## Brief
From the records below, take each line where the string "BatchError" shows up and copy it.

Top of Exercise data

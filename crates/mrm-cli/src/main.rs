use anyhow::Result;
use chrono::NaiveDate;
use clap::{Parser, Subcommand};
use std::path::PathBuf;

mod commands;

#[derive(Parser)]
#[command(name = "mrm")]
#[command(about = "Mr. Market watchlist tracker", long_about = None)]
struct Cli {
    #[command(subcommand)]
    cmd: Commands,
}

#[derive(Subcommand)]
enum Commands {
    /// Create an empty ledger store: one row per watchlist symbol plus CASH.
    Init {
        #[arg(long = "data-dir")]
        data_dir: PathBuf,

        /// Starting cash in dollars (e.g. 10000 or 10000.50)
        #[arg(long, default_value = "0")]
        cash: String,

        /// Config overlays layered on the built-in defaults, in merge order
        #[arg(long = "config")]
        config_paths: Vec<String>,
    },

    /// Run the daily batch: reconcile, benchmark, alerts, optional ingest.
    Run {
        #[arg(long = "data-dir")]
        data_dir: PathBuf,

        /// Market data file: snapshot `.json` or daily bars `.csv`
        #[arg(long)]
        market: PathBuf,

        /// Decision text file ingested after reconciliation
        #[arg(long)]
        decision: Option<PathBuf>,

        #[arg(long = "config")]
        config_paths: Vec<String>,

        /// Write manifest.json + summary.json under <exports>/<trade_date>/<run_id>/
        #[arg(long)]
        exports: Option<PathBuf>,
    },

    /// Ingest a decision file without market data.
    Ingest {
        #[arg(long = "data-dir")]
        data_dir: PathBuf,

        #[arg(long)]
        decision: PathBuf,

        /// Date for decisions without one (default: today, UTC)
        #[arg(long = "as-of")]
        as_of: Option<NaiveDate>,

        #[arg(long = "config")]
        config_paths: Vec<String>,

        #[arg(long)]
        exports: Option<PathBuf>,
    },

    /// Print regime status from the trigger history.
    Regime {
        #[arg(long = "data-dir")]
        data_dir: PathBuf,

        #[arg(long = "config")]
        config_paths: Vec<String>,
    },

    /// Compute layered config hash + print canonical JSON
    ConfigHash {
        /// Overlay paths in merge order, applied on the built-in defaults
        paths: Vec<String>,
    },
}

fn init_tracing() {
    tracing_subscriber::fmt()
        .with_env_filter(
            tracing_subscriber::EnvFilter::try_from_default_env().unwrap_or_else(|_| "info".into()),
        )
        .with_writer(std::io::stderr)
        .init();
}

fn main() -> Result<()> {
    // Load .env.local if present (dev convenience); silent when absent.
    let _ = dotenvy::from_filename(".env.local");
    init_tracing();

    let cli = Cli::parse();

    match cli.cmd {
        Commands::Init {
            data_dir,
            cash,
            config_paths,
        } => commands::batch::init(&data_dir, &cash, &config_paths)?,

        Commands::Run {
            data_dir,
            market,
            decision,
            config_paths,
            exports,
        } => commands::batch::run(
            &data_dir,
            &market,
            decision.as_deref(),
            &config_paths,
            exports.as_deref(),
        )?,

        Commands::Ingest {
            data_dir,
            decision,
            as_of,
            config_paths,
            exports,
        } => commands::batch::ingest(&data_dir, &decision, as_of, &config_paths, exports.as_deref())?,

        Commands::Regime {
            data_dir,
            config_paths,
        } => commands::batch::regime(&data_dir, &config_paths)?,

        Commands::ConfigHash { paths } => {
            let (_, loaded) = commands::load_config(&paths)?;
            println!("config_hash={}", loaded.config_hash);
            println!("{}", loaded.canonical_json);
        }
    }

    Ok(())
}
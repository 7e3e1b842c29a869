use std::path::PathBuf;

use mrm_store::StoreError;

#[derive(Debug)]
pub enum BatchError {
    /// The ledger store has not been initialised (or lost a required table).
    LedgerUnavailable { reason: String },
    /// The market data source produced no usable instrument.
    NoMarketData { source: String },
    Store(StoreError),
    /// The trigger history could not be saved.
    History { path: PathBuf, message: String },
}

impl std::fmt::Display for BatchError {
    fn fmt(&self, f: &mut std::fmt::Formatter<'_>) -> std::fmt::Result {
        match self {
            Self::LedgerUnavailable { reason } => write!(f, "ledger unavailable: {reason}"),
            Self::NoMarketData { source } => write!(f, "no market data from {source}"),
            Self::Store(e) => write!(f, "ledger store: {e}"),
            Self::History { path, message } => {
                write!(f, "trigger history {}: {message}", path.display())
            }
        }
    }
}

impl std::error::Error for BatchError {
    fn source(&self) -> Option<&(dyn std::error::Error + 'static)> {
        match self {
            Self::Store(e) => Some(e),
            _ => None,
        }
    }
}

impl From<StoreError> for BatchError {
    fn from(e: StoreError) -> Self {
        match e {
            StoreError::Missing { path } => BatchError::LedgerUnavailable {
                reason: format!("missing {}", path.display()),
            },
            other => BatchError::Store(other),
        }
    }
}
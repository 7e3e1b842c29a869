use chrono::NaiveDate;
use mrm_ledger::Micros;
use serde::Serialize;

// ---------------------------------------------------------------------------
// Decision
// ---------------------------------------------------------------------------

#[derive(Clone, Debug, PartialEq, Eq, Serialize)]
pub enum DecisionAction {
    Buy,
    Add,
    None,
    Hold,
    Watch,
    Ignore,
    Other(String),
}

impl DecisionAction {
    /// Parse an already upper-cased action word.
    pub fn parse(raw: &str) -> DecisionAction {
        match raw {
            "BUY" => DecisionAction::Buy,
            "ADD" => DecisionAction::Add,
            "NONE" => DecisionAction::None,
            "HOLD" => DecisionAction::Hold,
            "WATCH" => DecisionAction::Watch,
            "IGNORE" => DecisionAction::Ignore,
            other => DecisionAction::Other(other.to_string()),
        }
    }

    pub fn as_str(&self) -> &str {
        match self {
            DecisionAction::Buy => "BUY",
            DecisionAction::Add => "ADD",
            DecisionAction::None => "NONE",
            DecisionAction::Hold => "HOLD",
            DecisionAction::Watch => "WATCH",
            DecisionAction::Ignore => "IGNORE",
            DecisionAction::Other(s) => s,
        }
    }

    /// Deliberate no-order decisions.
    pub fn is_passive(&self) -> bool {
        matches!(
            self,
            DecisionAction::None
                | DecisionAction::Hold
                | DecisionAction::Watch
                | DecisionAction::Ignore
        )
    }

    pub fn is_order_producing(&self) -> bool {
        matches!(self, DecisionAction::Buy | DecisionAction::Add)
    }
}

impl std::fmt::Display for DecisionAction {
    fn fmt(&self, f: &mut std::fmt::Formatter<'_>) -> std::fmt::Result {
        f.write_str(self.as_str())
    }
}

/// One parsed decision block. Fields are as written; nothing is validated
/// yet except that action and ticker are present.
#[derive(Clone, Debug, PartialEq, Eq, Serialize)]
pub struct Decision {
    /// `None` when the block has no date or an unreadable one.
    pub date: Option<NaiveDate>,
    pub action: DecisionAction,
    pub ticker: String,
    /// Zero when missing or unparseable.
    pub limit: Micros,
    /// Truncated toward zero; zero when missing or unparseable.
    pub shares: i64,
    /// Raw track cell; checked against 1/2/3 during validation.
    pub track: String,
    pub signal: String,
    pub thesis: String,
    pub notes: String,
}

// ---------------------------------------------------------------------------
// Outcomes
// ---------------------------------------------------------------------------

#[derive(Copy, Clone, Debug, PartialEq, Eq, Serialize)]
pub enum Verdict {
    Accepted,
    Skipped,
    Rejected,
}

#[derive(Clone, Debug, PartialEq, Eq, Serialize)]
pub struct DecisionOutcome {
    pub ticker: String,
    pub action: DecisionAction,
    pub verdict: Verdict,
    pub reason: String,
    /// Set once the decision got far enough to be keyed.
    #[serde(skip_serializing_if = "Option::is_none")]
    pub key: Option<String>,
}

#[derive(Clone, Debug, Default, PartialEq, Eq, Serialize)]
pub struct IngestReport {
    pub outcomes: Vec<DecisionOutcome>,
    pub added: usize,
    pub skipped: usize,
    pub rejected: usize,
    pub reservation_start: Micros,
    pub reservation_left: Micros,
}

impl IngestReport {
    pub(crate) fn push(&mut self, outcome: DecisionOutcome) {
        match outcome.verdict {
            Verdict::Accepted => self.added += 1,
            Verdict::Skipped => self.skipped += 1,
            Verdict::Rejected => self.rejected += 1,
        }
        self.outcomes.push(outcome);
    }

    /// Total cost reserved by accepted decisions.
    pub fn reserved(&self) -> Micros {
        self.reservation_start - self.reservation_left
    }
}

// ---------------------------------------------------------------------------
// Cash reservation
// ---------------------------------------------------------------------------

#[derive(Clone, Copy, Debug, PartialEq, Eq)]
pub struct ReservationError {
    pub required: Micros,
    pub available: Micros,
}

impl std::fmt::Display for ReservationError {
    fn fmt(&self, f: &mut std::fmt::Formatter<'_>) -> std::fmt::Result {
        write!(
            f,
            "insufficient cash (need ${}, have ${})",
            self.required.fmt_cents(),
            self.available.fmt_cents()
        )
    }
}

impl std::error::Error for ReservationError {}

/// Running balance for one ingestion call. Starts at ledger cash and only
/// ever decreases; dropped at the end of the call.
#[derive(Clone, Copy, Debug, PartialEq, Eq)]
pub struct CashReservation {
    available: Micros,
}

impl CashReservation {
    pub fn new(available: Micros) -> Self {
        Self { available }
    }

    pub fn available(&self) -> Micros {
        self.available
    }

    /// Reserve `cost` or leave the balance untouched.
    pub fn reserve(&mut self, cost: Micros) -> Result<(), ReservationError> {
        if cost > self.available {
            return Err(ReservationError {
                required: cost,
                available: self.available,
            });
        }
        self.available -= cost;
        Ok(())
    }
}
//! Alert detector.
//!
//! Rules per watchlist symbol (thresholds from [`AlertThresholds`]):
//!
//! | Rule          | Class | Fires when                                          |
//! |---------------|-------|-----------------------------------------------------|
//! | sharp drop    | A     | change % <= -single_day_drop_pct                    |
//! | near target   | B     | target > 0 and (close - target)/target % <= near_target_pct |
//! | near 52w low  | info  | low252 > 0 and (close - low252)/low252 % <= near_low_pct |
//! | below 50d MA  | info  | close < MA and (MA - close)/MA % >= below_ma_pct    |
//!
//! A symbol with at least one fired rule becomes an [`Alert`]. Ordering:
//! class-A first, then class-B, then ascending target distance (no target
//! sorts as [`NO_TARGET_DISTANCE`]), then symbol.

use std::cmp::Ordering;

use mrm_config::{AlertThresholds, Strategy, TrackerConfig, WatchlistEntry};
use mrm_md::{InstrumentSnapshot, MarketSnapshot};
use serde::Serialize;

/// Sort key stand-in for symbols without a target.
pub const NO_TARGET_DISTANCE: f64 = 999.0;

/// Outcome of every rule, fired or not.
#[derive(Clone, Copy, Debug, Default, PartialEq, Eq, Serialize)]
pub struct RuleOutcomes {
    pub sharp_drop: bool,
    pub near_target: bool,
    pub near_low: bool,
    pub below_ma: bool,
}

impl RuleOutcomes {
    pub fn any(&self) -> bool {
        self.sharp_drop || self.near_target || self.near_low || self.below_ma
    }
}

#[derive(Clone, Debug, PartialEq, Serialize)]
pub struct Alert {
    pub symbol: String,
    pub name: String,
    pub strategy: Strategy,
    pub tier: String,
    pub snapshot: InstrumentSnapshot,
    pub target: f64,
    pub add_target: f64,
    /// Percent distance of close from target; `None` without a target.
    pub target_distance_pct: Option<f64>,
    pub exit_criteria: String,
    /// Rendered descriptions of the fired rules, in rule order. Never empty.
    pub signals: Vec<String>,
    pub rules: RuleOutcomes,
    pub class_a: bool,
    pub class_b: bool,
}

impl Alert {
    fn sort_distance(&self) -> f64 {
        self.target_distance_pct.unwrap_or(NO_TARGET_DISTANCE)
    }
}

/// Result of one detector pass.
#[derive(Clone, Debug, Default, PartialEq, Serialize)]
pub struct AlertScan {
    pub alerts: Vec<Alert>,
    /// Number of class-A triggers; one trigger-history entry each.
    pub class_a_count: usize,
}

fn pct_from(value: f64, base: f64) -> f64 {
    (value - base) / base * 100.0
}

fn evaluate(
    entry: &WatchlistEntry,
    snap: &InstrumentSnapshot,
    t: &AlertThresholds,
) -> Option<Alert> {
    let close = snap.close.to_f64();
    let mut rules = RuleOutcomes::default();
    let mut signals = Vec::new();

    if snap.change_pct <= -t.single_day_drop_pct {
        rules.sharp_drop = true;
        signals.push(format!("SINGLE-DAY DROP: {:.1}%", snap.change_pct));
    }

    let target_distance_pct = (entry.target > 0.0).then(|| pct_from(close, entry.target));
    if let Some(distance) = target_distance_pct {
        if distance <= t.near_target_pct {
            rules.near_target = true;
            signals.push(format!("NEAR TARGET: {distance:+.1}% from ${}", entry.target));
        }
    }

    if snap.low_252.is_positive() {
        let above_low = pct_from(close, snap.low_252.to_f64());
        if above_low <= t.near_low_pct {
            rules.near_low = true;
            signals.push(format!(
                "NEAR 52-WEEK LOW: {above_low:.1}% above ${}",
                snap.low_252.fmt_cents()
            ));
        }
    }

    if snap.ma_50.is_positive() && snap.close < snap.ma_50 {
        let ma = snap.ma_50.to_f64();
        let below = (ma - close) / ma * 100.0;
        if below >= t.below_ma_pct {
            rules.below_ma = true;
            signals.push(format!(
                "BELOW 50-DAY MA: {below:.1}% below ${}",
                snap.ma_50.fmt_cents()
            ));
        }
    }

    if !rules.any() {
        return None;
    }
    Some(Alert {
        symbol: entry.symbol.clone(),
        name: entry.name.clone(),
        strategy: entry.strategy,
        tier: entry.tier.clone(),
        snapshot: snap.clone(),
        target: entry.target,
        add_target: entry.add_target,
        target_distance_pct,
        exit_criteria: entry.exit_criteria.clone(),
        signals,
        rules,
        class_a: rules.sharp_drop,
        class_b: rules.near_target,
    })
}

fn priority(a: &Alert, b: &Alert) -> Ordering {
    b.class_a
        .cmp(&a.class_a)
        .then(b.class_b.cmp(&a.class_b))
        .then(a.sort_distance().total_cmp(&b.sort_distance()))
        .then_with(|| a.symbol.cmp(&b.symbol))
}

/// Run every rule for each watchlist symbol that has a snapshot this batch.
///
/// Symbols in the snapshot but not on the watchlist carry no metadata and
/// are ignored; watchlist symbols missing from the snapshot are skipped.
pub fn detect_alerts(cfg: &TrackerConfig, market: &MarketSnapshot) -> AlertScan {
    let mut alerts: Vec<Alert> = cfg
        .watchlist
        .iter()
        .filter_map(|entry| {
            let snap = market.get(&entry.symbol)?;
            evaluate(entry, snap, &cfg.thresholds)
        })
        .collect();
    alerts.sort_by(priority);

    let class_a_count = alerts.iter().filter(|a| a.class_a).count();
    for alert in &alerts {
        tracing::info!(
            symbol = %alert.symbol,
            class_a = alert.class_a,
            class_b = alert.class_b,
            signals = %alert.signals.join(" | "),
            "ALERT"
        );
    }
    AlertScan {
        alerts,
        class_a_count,
    }
}

#[cfg(test)]
mod tests {
    use super::*;
    use mrm_ledger::Micros;

    fn entry(symbol: &str, target: f64) -> WatchlistEntry {
        WatchlistEntry {
            symbol: symbol.to_string(),
            name: format!("{symbol} Inc"),
            strategy: Strategy::Hunt,
            tier: "1".to_string(),
            target,
            add_target: 0.0,
            exit_criteria: String::new(),
        }
    }

    /// close 100, MA 100, low252 50: no rule fires unless overridden.
    fn quiet() -> InstrumentSnapshot {
        InstrumentSnapshot {
            close: Micros::from_dollars(100),
            low: Micros::from_dollars(99),
            prev_close: Micros::from_dollars(100),
            change_pct: 0.0,
            ma_50: Micros::from_dollars(100),
            low_252: Micros::from_dollars(50),
            high_252: Micros::from_dollars(150),
            trailing_pe: None,
            forward_pe: None,
        }
    }

    #[test]
    fn quiet_symbol_produces_no_alert() {
        assert!(evaluate(&entry("X", 0.0), &quiet(), &AlertThresholds::default()).is_none());
    }

    #[test]
    fn drop_boundary_is_inclusive() {
        let mut s = quiet();
        s.change_pct = -5.0;
        let a = evaluate(&entry("X", 0.0), &s, &AlertThresholds::default()).unwrap();
        assert!(a.class_a);
        assert_eq!(a.signals, vec!["SINGLE-DAY DROP: -5.0%".to_string()]);

        s.change_pct = -4.99;
        assert!(evaluate(&entry("X", 0.0), &s, &AlertThresholds::default()).is_none());
    }

    #[test]
    fn near_target_renders_signed_distance() {
        let a = evaluate(&entry("X", 96.0), &quiet(), &AlertThresholds::default()).unwrap();
        assert!(a.class_b);
        assert!(!a.class_a);
        assert_eq!(a.signals, vec!["NEAR TARGET: +4.2% from $96".to_string()]);
    }

    #[test]
    fn price_below_target_is_near() {
        let a = evaluate(&entry("X", 120.0), &quiet(), &AlertThresholds::default()).unwrap();
        assert!(a.rules.near_target);
        assert!(a.target_distance_pct.unwrap() < 0.0);
    }

    #[test]
    fn near_low_and_below_ma_are_informational() {
        let mut s = quiet();
        s.low_252 = Micros::from_dollars(94);
        s.ma_50 = Micros::from_dollars(104);
        let a = evaluate(&entry("X", 0.0), &s, &AlertThresholds::default()).unwrap();
        assert!(!a.class_a && !a.class_b);
        assert_eq!(
            a.signals,
            vec![
                "NEAR 52-WEEK LOW: 6.4% above $94.00".to_string(),
                "BELOW 50-DAY MA: 3.8% below $104.00".to_string(),
            ]
        );
    }

    #[test]
    fn zero_low_and_zero_ma_do_not_fire() {
        let mut s = quiet();
        s.low_252 = Micros::ZERO;
        s.ma_50 = Micros::ZERO;
        assert!(evaluate(&entry("X", 0.0), &s, &AlertThresholds::default()).is_none());
    }
}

Bottom of Exercise data

## Exercise result
pub enum BatchError {
impl std::fmt::Display for BatchError {
impl std::error::Error for BatchError {
impl From<StoreError> for BatchError {
            StoreError::Missing { path } => BatchError::LedgerUnavailable {
            other => BatchError::Store(other),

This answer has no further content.